Ces deux auteurs ont été impressionnés par la croissance rapide de l'économie canadienne et la croissance concomitante du secteur canadien de la fabrication durant la première partie du XXe siècle. Durant les dernières décennies du XIXe siècle, la croissance économique au Canada a stagné. Au cours des vingt dernières années du XIXe siècle, la population canadienne a crû d'environ 11 % chaque décennie (Urquhart et Buckley, 1965, p. 14). Au cours des trois premières décennies du XXe siècle, le taux de croissance de la population était de 34 %, 22 % et 18 %, respectivement. Le PNB a également crû plus rapidement après 1900. M. C. Urquhart (1987, p. 32) calcule un taux de croissance de 92 % entre 1870 et 1900 et de 170 % entre 1900 et 1926.

La croissance dans le secteur de la fabrication au cours des 30 premières années du XXe siècle était parallèle à celle de l'économie dans son ensemble. Le PIB manufacturier s'est maintenu autour de 22 % du PIB total durant toute la période de 1900 à 1926 (Green et Urquhart, 1987). La part constante attribuable à la production manufacturière indique que ce secteur a connu à peu près le même taux de croissance que l'économie dans son ensemble. Ainsi, l'expansion spectaculaire de la production agricole entraînée par l'ouverture de l'Ouest s'est apparemment accompagnée d'une croissance également rapide de la production manufacturière.

Au cours de la période d'expansion rapide allant de 1900 à 1929, les facteurs à l'origine de la croissance ont changé. Au cours des vingt premières années, la croissance de la production réelle était attribuable à la colonisation des Prairies canadiennes. Durant la période qui a précédé la Première Guerre mondiale, cette croissance s'est accompagnée d'une forte hausse de l'investissement. La superficie ensemencée en blé a augmenté de 56 % entre 1891 et 1901, de 109 % et de 106 % au cours des deux décennies suivantes, mais de 37 % seulement entre 1921 et 1931 (Urquhart et Buckley, 1965, p. 362). Les kilomètres de voie ferrée principale ont suivi la même courbe, augmentant de 34 %, 40 %, 57 % et 8 % au cours des mêmes quatre décennies (Urquhart, 1987, p. 28).

Outre les retombées directes associées au boom du blé dans des industries comme celles de la mouture, du fer et de l'acier et des produits de transport, l'élargissement important du marché intérieur attribuable à la croissance rapide de la population a également favorisé l'expansion marquée d'industries de produits de consommation comme les textiles, les vêtements et le cuir. En outre, au cours de cette période, les exportations de métaux non ferreux ont augmenté considérablement et l'affinage de ces métaux a connu une forte expansion.

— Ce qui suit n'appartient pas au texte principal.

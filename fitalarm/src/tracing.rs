//! Logging setup shared by the binaries.
//!
//! Modules pull the macros in through the prelude:
//!
//! ```ignore
//! use crate::tracing::prelude::*;
//! ```

use tracing_subscriber::{EnvFilter, fmt, prelude::*};

pub mod prelude {
    pub use tracing::{debug, error, info, trace, warn};
}

const DEFAULT_FILTER: &str = "info";

/// Install the global subscriber.
///
/// Under systemd (`JOURNAL_STREAM` is set) records go to the journal;
/// otherwise they are formatted to stdout with local timestamps. `RUST_LOG`
/// overrides the default `info` filter in both cases.
pub fn init_journald_or_stdout() {
    let filter =
        EnvFilter::try_from_default_env().unwrap_or_else(|_| EnvFilter::new(DEFAULT_FILTER));

    if std::env::var_os("JOURNAL_STREAM").is_some() {
        match tracing_journald::layer() {
            Ok(journald) => {
                tracing_subscriber::registry()
                    .with(filter)
                    .with(journald)
                    .init();
                return;
            }
            Err(e) => {
                eprintln!("journald unavailable, logging to stdout: {e}");
            }
        }
    }

    tracing_subscriber::registry()
        .with(filter)
        .with(fmt::layer().with_timer(fmt::time::LocalTime::rfc_3339()))
        .init();
}
use std::collections::VecDeque;

use super::{Sample, SmoothedReading};

pub const DEFAULT_WINDOW_SIZE: usize = 5;

/// A sliding window moving average over raw sensor values.
///
/// Heart rate readings are single noisy instants. Averaging the last few
/// damps isolated spikes while still following a genuine rise within about
/// one window of samples.
#[derive(Debug, Clone)]
pub struct SampleSmoother {
    window: VecDeque<f64>,
    window_size: usize,
}

impl SampleSmoother {
    /// Creates a smoother averaging over `window_size` samples (at least one).
    pub fn new(window_size: usize) -> Self {
        let window_size = window_size.max(1);
        Self {
            window: VecDeque::with_capacity(window_size),
            window_size,
        }
    }

    pub fn window_size(&self) -> usize {
        self.window_size
    }

    /// Adds a sample to the window and returns the new average.
    ///
    /// Non-finite values are dropped; the previous reading is returned
    /// unchanged, or `None` if nothing valid has arrived yet.
    pub fn ingest(&mut self, sample: Sample) -> Option<SmoothedReading> {
        if !sample.value.is_finite() {
            return self.current();
        }

        if self.window.len() == self.window_size {
            self.window.pop_front();
        }
        self.window.push_back(sample.value);

        self.current()
    }

    /// The average of the current window, or `None` before the first sample.
    pub fn current(&self) -> Option<SmoothedReading> {
        if self.window.is_empty() {
            return None;
        }

        let sum: f64 = self.window.iter().sum();
        Some(SmoothedReading {
            average: sum / self.window.len() as f64,
            sample_count: self.window.len(),
        })
    }

    pub fn reset(&mut self) {
        self.window.clear();
    }
}

impl Default for SampleSmoother {
    fn default() -> Self {
        Self::new(DEFAULT_WINDOW_SIZE)
    }
}

#[cfg(test)]
mod tests {
    use super::*;
    use test_case::test_case;

    fn feed(smoother: &mut SampleSmoother, values: &[f64]) -> Option<SmoothedReading> {
        let mut last = None;
        for &value in values {
            last = smoother.ingest(Sample::now(value));
        }
        last
    }

    #[test]
    fn should_have_no_reading_before_first_sample() {
        let smoother = SampleSmoother::new(5);

        assert_eq!(smoother.current(), None);
    }

    #[test]
    fn should_return_first_value_as_average() {
        let mut smoother = SampleSmoother::new(5);

        let reading = smoother.ingest(Sample::now(72.0)).unwrap();

        assert_eq!(reading.average, 72.0);
        assert_eq!(reading.sample_count, 1);
    }

    #[test]
    fn should_average_known_spike_sequence() {
        let mut smoother = SampleSmoother::new(5);

        let reading = feed(&mut smoother, &[60.0, 62.0, 64.0, 150.0, 150.0]).unwrap();

        assert!((reading.average - 97.2).abs() < 1e-9);
        assert_eq!(reading.sample_count, 5);
    }

    #[test]
    fn should_evict_oldest_sample_when_full() {
        let mut smoother = SampleSmoother::new(3);

        let reading = feed(&mut smoother, &[10.0, 20.0, 30.0, 40.0]).unwrap();

        assert_eq!(reading.sample_count, 3);
        assert_eq!(reading.average, 30.0);
        assert_eq!(*smoother.window.front().unwrap(), 20.0);
    }

    #[test_case(1 ; "single sample window")]
    #[test_case(2 ; "two sample window")]
    #[test_case(5 ; "default window")]
    #[test_case(8 ; "window longer than input")]
    fn should_equal_mean_of_last_n_values(window_size: usize) {
        let values = [71.0, 80.0, 95.5, 102.0, 99.0, 130.0, 88.0];
        let mut smoother = SampleSmoother::new(window_size);

        for (i, &value) in values.iter().enumerate() {
            let reading = smoother.ingest(Sample::now(value)).unwrap();

            let start = (i + 1).saturating_sub(window_size);
            let tail = &values[start..=i];
            let expected = tail.iter().sum::<f64>() / tail.len() as f64;

            assert!((reading.average - expected).abs() < 1e-9);
            assert_eq!(reading.sample_count, tail.len());
            assert!(reading.sample_count <= window_size);
        }
    }

    #[test]
    fn should_clamp_zero_window_to_one() {
        let mut smoother = SampleSmoother::new(0);

        let reading = feed(&mut smoother, &[50.0, 90.0]).unwrap();

        assert_eq!(smoother.window_size(), 1);
        assert_eq!(reading.average, 90.0);
    }

    #[test]
    fn should_ignore_non_finite_values() {
        let mut smoother = SampleSmoother::new(5);

        assert_eq!(smoother.ingest(Sample::now(f64::NAN)), None);

        smoother.ingest(Sample::now(80.0));
        let reading = smoother.ingest(Sample::now(f64::INFINITY)).unwrap();

        assert_eq!(reading.average, 80.0);
        assert_eq!(reading.sample_count, 1);
    }

    #[test]
    fn should_start_over_after_reset() {
        let mut smoother = SampleSmoother::new(5);
        feed(&mut smoother, &[100.0, 110.0]);

        smoother.reset();

        assert_eq!(smoother.current(), None);
        assert_eq!(smoother.ingest(Sample::now(60.0)).unwrap().average, 60.0);
    }
}
//! HTTP server for the control API.

use std::net::SocketAddr;

use axum::Router;
use tokio::net::TcpListener;
use tokio_util::sync::CancellationToken;
use tower_http::trace::TraceLayer;
use utoipa::OpenApi;
use utoipa_axum::router::OpenApiRouter;
use utoipa_swagger_ui::SwaggerUi;

use super::v0;
use crate::api_client::types::AlarmView;
use crate::endpoint::EndpointHandle;
use crate::error::Result;
use crate::tracing::prelude::*;

#[derive(OpenApi)]
#[openapi(info(title = "fitalarm", description = "Alarm coordination control API"))]
struct ApiDoc;

/// State shared by all handlers.
#[derive(Debug, Clone)]
pub struct SharedState {
    pub endpoint: EndpointHandle,
}

impl SharedState {
    pub fn new(endpoint: EndpointHandle) -> Self {
        Self { endpoint }
    }

    pub fn alarm_view(&self) -> AlarmView {
        v0::alarm_view(&self.endpoint.status())
    }
}

/// Build the application router, including the OpenAPI document and
/// Swagger UI.
pub fn router(state: SharedState) -> Router {
    let (router, api) = OpenApiRouter::with_openapi(ApiDoc::openapi())
        .nest("/api/v0", v0::routes())
        .split_for_parts();

    router
        .merge(SwaggerUi::new("/swagger-ui").url("/api-docs/openapi.json", api))
        .layer(TraceLayer::new_for_http())
        .with_state(state)
}

/// Serve until `shutdown` is cancelled.
pub async fn serve(addr: SocketAddr, state: SharedState, shutdown: CancellationToken) -> Result<()> {
    let listener = TcpListener::bind(addr).await?;
    info!(addr = %listener.local_addr()?, "Control API listening");

    axum::serve(listener, router(state))
        .with_graceful_shutdown(async move { shutdown.cancelled().await })
        .await?;

    debug!("Control API stopped");
    Ok(())
}
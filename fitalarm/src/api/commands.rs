//! Commands sent from the control surface to an endpoint.
//!
//! Each command carries a oneshot reply channel so the caller can await the
//! result. The reply is the alarm state once the command has been applied.

use anyhow::Result;
use tokio::sync::oneshot;

use crate::alarm::{AlarmConfig, AlarmState};

pub type Reply = oneshot::Sender<Result<AlarmState>>;

#[derive(Debug)]
pub enum EndpointCommand {
    /// Arm with `config`, or replace the configuration if already armed.
    /// Refused while the alarm is ringing or stopping.
    Arm { config: AlarmConfig, reply: Reply },

    /// Return to idle from any state, silencing feedback.
    Disarm { reply: Reply },

    /// Stop a ringing alarm. Refused unless the alarm is ringing.
    Stop { reply: Reply },
}
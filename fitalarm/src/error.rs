//! Crate-level error type.

pub type Result<T> = std::result::Result<T, Error>;

#[derive(Debug, thiserror::Error)]
pub enum Error {
    #[error("I/O error: {0}")]
    Io(#[from] std::io::Error),

    #[error("endpoint is no longer running")]
    EndpointClosed,

    #[error("{0}")]
    Other(String),
}

#[cfg(test)]
mod tests {
    use super::*;

    #[test]
    fn should_wrap_io_errors() {
        let err: Error = std::io::Error::new(std::io::ErrorKind::AddrInUse, "port taken").into();

        assert!(matches!(err, Error::Io(_)));
        assert_eq!(err.to_string(), "I/O error: port taken");
    }
}
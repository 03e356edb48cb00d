//! Wire format for commands exchanged between the two endpoints.
//!
//! A command is a flat JSON object with a mandatory `action` string and,
//! when the companion pushes a new threshold, a numeric `bpmThreshold`:
//!
//! ```text
//! {"action":"alarmButtonPressed"}
//! {"action":"buttonPressed","bpmThreshold":125}
//! ```
//!
//! Commands carry no sequence number. The link may drop, duplicate or
//! reorder them, and receivers handle every command idempotently.
//!
//! On stream transports each command is one line (see [`CommandCodec`]).

use std::io;
use std::str::FromStr;

use bytes::BytesMut;
use serde_json::{Map, Value};
use tokio_util::codec::{Decoder, Encoder, LinesCodec, LinesCodecError};

pub const ACTION_KEY: &str = "action";
pub const BPM_THRESHOLD_KEY: &str = "bpmThreshold";

/// Longest accepted line, newline excluded.
pub const MAX_FRAME_LEN: usize = 4096;

#[derive(
    Debug,
    Clone,
    Copy,
    PartialEq,
    Eq,
    Hash,
    strum::Display,
    strum::EnumString,
    strum::IntoStaticStr,
)]
pub enum Action {
    /// Liveness check; answered with [`Action::Ack`].
    #[strum(serialize = "buttonPressed")]
    Ping,

    /// The sender's alarm started ringing.
    #[strum(serialize = "alarmButtonPressed")]
    AlarmFired,

    /// The sender's alarm stopped ringing.
    #[strum(serialize = "stopAlarm")]
    StopAlarm,

    #[strum(serialize = "ack")]
    Ack,
}

pub type Payload = Map<String, Value>;

#[derive(Debug, thiserror::Error)]
pub enum ProtocolError {
    #[error("invalid JSON: {0}")]
    InvalidJson(#[from] serde_json::Error),

    #[error("command is not a JSON object")]
    NotAnObject,

    #[error("command has no string `action` field")]
    MissingAction,

    #[error("unrecognized action {0:?}")]
    UnknownAction(String),

    #[error("frame is not valid UTF-8")]
    InvalidUtf8,

    #[error("frame exceeds the size limit")]
    FrameTooLong,
}

#[derive(Debug, Clone, PartialEq)]
pub struct Command {
    pub action: Action,
    /// Every field other than `action`.
    pub payload: Option<Payload>,
}

impl Command {
    pub fn new(action: Action) -> Self {
        Self {
            action,
            payload: None,
        }
    }

    pub fn ping() -> Self {
        Self::new(Action::Ping)
    }

    pub fn alarm_fired() -> Self {
        Self::new(Action::AlarmFired)
    }

    pub fn stop_alarm() -> Self {
        Self::new(Action::StopAlarm)
    }

    pub fn ack() -> Self {
        Self::new(Action::Ack)
    }

    /// A ping carrying a new threshold for the peer.
    pub fn configure(bpm_threshold: u32) -> Self {
        let mut payload = Payload::new();
        payload.insert(BPM_THRESHOLD_KEY.into(), Value::from(bpm_threshold));
        Self {
            action: Action::Ping,
            payload: Some(payload),
        }
    }

    /// The `bpmThreshold` field, if present and a positive number.
    ///
    /// Fractional values are rounded to the nearest beat.
    pub fn bpm_threshold(&self) -> Option<u32> {
        let value = self.payload.as_ref()?.get(BPM_THRESHOLD_KEY)?;
        if let Some(bpm) = value.as_u64() {
            return u32::try_from(bpm).ok().filter(|&bpm| bpm > 0);
        }
        let bpm = value.as_f64()?.round();
        (bpm >= 1.0 && bpm <= f64::from(u32::MAX)).then_some(bpm as u32)
    }

    pub fn to_wire(&self) -> String {
        let mut object = self.payload.clone().unwrap_or_default();
        let action: &'static str = self.action.into();
        object.insert(ACTION_KEY.into(), Value::from(action));
        Value::Object(object).to_string()
    }

    pub fn from_wire(text: &str) -> Result<Self, ProtocolError> {
        let Value::Object(mut object) = serde_json::from_str::<Value>(text)? else {
            return Err(ProtocolError::NotAnObject);
        };

        let action = match object.remove(ACTION_KEY) {
            Some(Value::String(action)) => {
                Action::from_str(&action).map_err(|_| ProtocolError::UnknownAction(action))?
            }
            _ => return Err(ProtocolError::MissingAction),
        };

        Ok(Self {
            action,
            payload: (!object.is_empty()).then_some(object),
        })
    }
}

/// Newline-delimited JSON framing for stream transports.
///
/// Line splitting is [`LinesCodec`]'s. Bad lines decode to `Some(Err(_))`
/// rather than failing the stream, so a single bad frame from the peer is
/// dropped and the link survives.
#[derive(Debug)]
pub struct CommandCodec {
    lines: LinesCodec,
}

impl Default for CommandCodec {
    fn default() -> Self {
        Self {
            lines: LinesCodec::new_with_max_length(MAX_FRAME_LEN),
        }
    }
}

impl CommandCodec {
    /// Turn a decoded line into a frame; `None` for blank lines.
    fn frame(line: &str) -> Option<Result<Command, ProtocolError>> {
        let text = line.trim();
        (!text.is_empty()).then(|| Command::from_wire(text))
    }

    /// Keep the stream alive for errors confined to one line.
    fn recover(err: LinesCodecError) -> Result<Option<Result<Command, ProtocolError>>, io::Error> {
        match err {
            LinesCodecError::MaxLineLengthExceeded => Ok(Some(Err(ProtocolError::FrameTooLong))),
            LinesCodecError::Io(e) if e.kind() == io::ErrorKind::InvalidData => {
                Ok(Some(Err(ProtocolError::InvalidUtf8)))
            }
            LinesCodecError::Io(e) => Err(e),
        }
    }
}

impl Decoder for CommandCodec {
    type Item = Result<Command, ProtocolError>;
    type Error = io::Error;

    fn decode(&mut self, src: &mut BytesMut) -> Result<Option<Self::Item>, Self::Error> {
        loop {
            match self.lines.decode(src) {
                Ok(Some(line)) => {
                    if let Some(frame) = Self::frame(&line) {
                        return Ok(Some(frame));
                    }
                }
                Ok(None) => return Ok(None),
                Err(e) => return Self::recover(e),
            }
        }
    }

    fn decode_eof(&mut self, src: &mut BytesMut) -> Result<Option<Self::Item>, Self::Error> {
        loop {
            match self.lines.decode_eof(src) {
                Ok(Some(line)) => {
                    if let Some(frame) = Self::frame(&line) {
                        return Ok(Some(frame));
                    }
                }
                Ok(None) => return Ok(None),
                Err(e) => return Self::recover(e),
            }
        }
    }
}

impl Encoder<Command> for CommandCodec {
    type Error = io::Error;

    fn encode(&mut self, command: Command, dst: &mut BytesMut) -> Result<(), Self::Error> {
        self.lines
            .encode(command.to_wire(), dst)
            .map_err(|e| match e {
                LinesCodecError::Io(e) => e,
                other => io::Error::other(other),
            })
    }
}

Entre 1914 et 1929, l'investissement a baissé et les exportations de blé et de farine, secteur dans lequel le Canada jouissait d'un avantage comparatif marqué, sont devenues une importante source de croissance du revenu. En outre, au cours de la période après 1914, le Canada, d'importateur net de capital, est devenu un exportateur net de capital (au cours des années 1920). Par conséquent, à compter de la Première Guerre mondiale, ce sont les producteurs nationaux de biens qui, de plus en plus, ont satisfait à la demande croissante.

L'importance relative des industries manufacturières a changé au cours des 30 premières années du siècle. La transformation peut être jugée par les variations du pourcentage de l'emploi représenté par chaque industrie manufacturière au niveau à deux chiffres (tableau 1).

Au cours des dix premières années du siècle, le fer et l'acier, le matériel de transport et le groupe des minéraux (non ferreux et non métalliques) ont affiché une hausse d'environ 8 points de pourcentage. Les industries des biens de consommation – textiles, vêtements, cuir et aliments – ont connu une baisse d'environ 8 points de pourcentage. Cette répartition reflète le rôle joué par les niveaux élevés de formation de capital sensible à la population. Cet investissement a entraîné une augmentation sensible de la demande de rails en acier, de locomotives et de ciment.

Les dix années allant de 1910 à 1920 ont subi non seulement les effets continus de l'expansion des Prairies, mais les effets perturbateurs de la Première Guerre mondiale. Le PNB réel a atteint un sommet en 1914 (Urquhart, 1987, tableau 9); en 1921, il était à peu au même niveau qu'en 1911 (Green et Urquhart, 1987, tableau 1). Par conséquent, la Première Guerre mondiale a été une période de faible croissance réelle de la production totale. Toutefois, elle a stimulé la croissance de la production de munitions et de denrées alimentaires destinées à l'exportation. Elle a également réduit la concurrence étrangère dans certaines industries de produits de consommation comme les textiles, où les perturbations des marchés européens et du transport outre-mer ont servi à augmenter la protection déjà fournie par les tarifs canadiens au tout nouveau secteur canadien de la fabrication.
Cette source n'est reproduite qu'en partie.